(Extracted data Opens)
use crate::Result;
use std::collections::BTreeMap;
use std::fs;
use std::path::{Path, PathBuf};
use std::sync::{PoisonError, RwLock};

/// String key-value persistence, the shape of browser `localStorage`.
///
/// Reads never fail: a backend that cannot produce a value reports it as
/// absent. Writes report I/O failures.
pub trait KeyValueStore {
    fn get_item(&self, key: &str) -> Option<String>;

    fn set_item(&self, key: &str, value: &str) -> Result<()>;

    fn remove_item(&self, key: &str) -> Result<()>;

    /// All stored keys, sorted
    fn keys(&self) -> Vec<String>;
}

#[derive(Debug, Default)]
pub struct MemoryStore {
    items: RwLock<BTreeMap<String, String>>,
}

impl MemoryStore {
    pub fn new() -> Self {
        Self::default()
    }
}

impl KeyValueStore for MemoryStore {
    fn get_item(&self, key: &str) -> Option<String> {
        let items = self.items.read().unwrap_or_else(PoisonError::into_inner);
        items.get(key).cloned()
    }

    fn set_item(&self, key: &str, value: &str) -> Result<()> {
        let mut items = self.items.write().unwrap_or_else(PoisonError::into_inner);
        items.insert(key.to_string(), value.to_string());
        Ok(())
    }

    fn remove_item(&self, key: &str) -> Result<()> {
        let mut items = self.items.write().unwrap_or_else(PoisonError::into_inner);
        items.remove(key);
        Ok(())
    }

    fn keys(&self) -> Vec<String> {
        let items = self.items.read().unwrap_or_else(PoisonError::into_inner);
        items.keys().cloned().collect()
    }
}

/// A JSON object file holding every key, rewritten on each change.
///
/// A missing file starts empty. An unreadable or corrupt file also starts
/// empty (logged), and is replaced on the next write. A write that fails
/// leaves the in-memory values as they were.
#[derive(Debug)]
pub struct FileStore {
    path: PathBuf,
    items: RwLock<BTreeMap<String, String>>,
}

impl FileStore {
    pub fn open(path: impl Into<PathBuf>) -> Result<Self> {
        let path = path.into();
        let items = load_items(&path);
        Ok(Self {
            path,
            items: RwLock::new(items),
        })
    }

    pub fn path(&self) -> &Path {
        &self.path
    }

    fn persist(&self, items: &BTreeMap<String, String>) -> Result<()> {
        if let Some(parent) = self.path.parent()
            && !parent.as_os_str().is_empty()
        {
            fs::create_dir_all(parent)?;
        }
        let serialized = serde_json::to_string_pretty(items)?;
        fs::write(&self.path, serialized)?;
        Ok(())
    }
}

fn load_items(path: &Path) -> BTreeMap<String, String> {
    if !path.exists() {
        return BTreeMap::new();
    }

    let contents = match fs::read_to_string(path) {
        Ok(contents) => contents,
        Err(err) => {
            tracing::warn!(path = %path.display(), error = %err, "settings file unreadable, starting empty");
            return BTreeMap::new();
        }
    };

    serde_json::from_str(&contents).unwrap_or_else(|err| {
        tracing::warn!(path = %path.display(), error = %err, "settings file corrupt, starting empty");
        BTreeMap::new()
    })
}

impl KeyValueStore for FileStore {
    fn get_item(&self, key: &str) -> Option<String> {
        let items = self.items.read().unwrap_or_else(PoisonError::into_inner);
        items.get(key).cloned()
    }

    fn set_item(&self, key: &str, value: &str) -> Result<()> {
        let mut items = self.items.write().unwrap_or_else(PoisonError::into_inner);
        let mut next = items.clone();
        next.insert(key.to_string(), value.to_string());
        self.persist(&next)?;
        *items = next;
        Ok(())
    }

    fn remove_item(&self, key: &str) -> Result<()> {
        let mut items = self.items.write().unwrap_or_else(PoisonError::into_inner);
        if !items.contains_key(key) {
            return Ok(());
        }
        let mut next = items.clone();
        next.remove(key);
        self.persist(&next)?;
        *items = next;
        Ok(())
    }

    fn keys(&self) -> Vec<String> {
        let items = self.items.read().unwrap_or_else(PoisonError::into_inner);
        items.keys().cloned().collect()
    }
}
(Extracted data Closes)
- Requirement: Whenever a line of the material holds the word "that", copy it out.

- Result of the task:
/// Reads never fail: a backend that cannot produce a value reports it as
/// empty (logged), and is replaced on the next write. A write that fails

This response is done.